Was jetzt sinnvoll ist
Einen bundesweiten Termin gibt es nicht. Üblich ist der Zeitraum Mai bis Juli, das genaue Datum legt die Schule fest und teilt es über Elternbrief, Schulkalender oder die Sportlehrkraft mit. Mehr dazu steht unter wann die Bundesjugendspiele stattfinden.
Zum Schuljahresbeginn muss deshalb niemand trainieren. Nützlich ist aber ein Blick auf die neuen Zielwerte: Mit dem Bundesjugendspiele Rechner lässt sich für die neue Altersklasse durchspielen, welche Weite oder Zeit für die Sieger- oder Ehrenurkunde nötig wäre.
Häufige Fragen
Ändern sich die Punktgrenzen jedes Schuljahr?

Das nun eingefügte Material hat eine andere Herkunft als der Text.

//! Configuration types for the logging system

use std::collections::BTreeMap;
use std::path::PathBuf;

use serde::{Deserialize, Serialize};

/// Main logging configuration
#[derive(Debug, Clone, PartialEq, Eq, Serialize, Deserialize)]
#[serde(default)]
pub struct LogConfig {
    /// Default log level (can be overridden by RUST_LOG)
    pub default_level: String,

    /// Per-target levels, e.g. `logline_storage = "debug"`
    pub targets: BTreeMap<String, String>,

    /// Console output configuration
    pub console: ConsoleConfig,

    /// File output configuration
    pub file: Option<FileConfig>,

    /// JSON formatting for JSON console and file output
    pub json: JsonConfig,
}

impl Default for LogConfig {
    fn default() -> Self {
        Self {
            default_level: "info".to_string(),
            targets: BTreeMap::new(),
            console: ConsoleConfig::default(),
            file: None,
            json: JsonConfig::default(),
        }
    }
}

impl LogConfig {
    /// Verbose, human-readable console output
    pub fn development() -> Self {
        Self {
            default_level: "debug".to_string(),
            console: ConsoleConfig {
                enabled: true,
                pretty: true,
                ansi: true,
            },
            ..Default::default()
        }
    }

    /// JSON to a daily-rotated file, no console
    pub fn production(log_dir: PathBuf) -> Self {
        Self {
            default_level: "info".to_string(),
            console: ConsoleConfig {
                enabled: false,
                pretty: false,
                ansi: false,
            },
            file: Some(FileConfig {
                directory: log_dir,
                ..FileConfig::default()
            }),
            ..Default::default()
        }
    }

    /// Warnings only, captured by the test harness
    pub fn testing() -> Self {
        Self {
            default_level: "warn".to_string(),
            console: ConsoleConfig {
                enabled: true,
                pretty: true,
                ansi: false,
            },
            ..Default::default()
        }
    }

    /// Filter directives: the default level followed by per-target levels
    pub fn directives(&self) -> String {
        std::iter::once(self.default_level.clone())
            .chain(
                self.targets
                    .iter()
                    .map(|(target, level)| format!("{target}={level}")),
            )
            .collect::<Vec<_>>()
            .join(",")
    }
}

/// Console output configuration
#[derive(Debug, Clone, PartialEq, Eq, Serialize, Deserialize)]
#[serde(default)]
pub struct ConsoleConfig {
    /// Enable console output
    pub enabled: bool,
    /// Human-readable format instead of JSON
    pub pretty: bool,
    /// Include ANSI colors
    pub ansi: bool,
}

impl Default for ConsoleConfig {
    fn default() -> Self {
        Self {
            enabled: true,
            pretty: true,
            ansi: true,
        }
    }
}

/// File output configuration
#[derive(Debug, Clone, PartialEq, Eq, Serialize, Deserialize)]
#[serde(default)]
pub struct FileConfig {
    /// Directory for log files
    pub directory: PathBuf,
    /// File name prefix
    pub prefix: String,
    /// Rotation strategy
    pub rotation: RotationStrategy,
}

impl Default for FileConfig {
    fn default() -> Self {
        Self {
            directory: PathBuf::from("./logs"),
            prefix: "logline".to_string(),
            rotation: RotationStrategy::Daily,
        }
    }
}

/// File rotation strategy
#[derive(Debug, Clone, Copy, PartialEq, Eq, Serialize, Deserialize, Default)]
#[serde(rename_all = "snake_case")]
pub enum RotationStrategy {
    /// Rotate daily
    #[default]
    Daily,
    /// Rotate hourly
    Hourly,
    /// Never rotate (single file, truncated on start)
    Never,
}

/// JSON formatting configuration
#[derive(Debug, Clone, PartialEq, Eq, Serialize, Deserialize)]
#[serde(default)]
pub struct JsonConfig {
    /// Flatten event fields to root level
    pub flatten_events: bool,
    /// Include span list in events
    pub include_spans: bool,
    /// Include file/line information
    pub include_location: bool,
}

impl Default for JsonConfig {
    fn default() -> Self {
        Self {
            flatten_events: true,
            include_spans: true,
            include_location: false,
        }
    }
}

Die Tabelle selbst bleibt gleich. Da ein Kind aber in die nächste Altersklasse rückt, gilt für es eine höhere Grenze für Sieger- und Ehrenurkunde.
Muss mein Kind für dieselbe Urkunde jetzt mehr leisten?
In der Regel ja. Mit jedem Altersjahr steigen die Punktgrenzen, deshalb reicht das gleiche Ergebnis wie im Vorjahr oft nicht mehr für dieselbe Stufe.
Wann finden die Bundesjugendspiele im Schuljahr statt?
Es gibt keinen bundesweiten Termin. Üblich ist der Zeitraum Mai bis Juli. Das genaue Datum legt jede Schule selbst fest.
Welche Disziplinen kommen mit dem Alter dazu?
Ab 13 Jahren die 75 m und ab 15 Jahren die 100 m, ab 12 Jahren der Kugelstoß, ab 14 Jahren der Schleuderball sowie längere Ausdauerstrecken über 2000 m und 3000 m.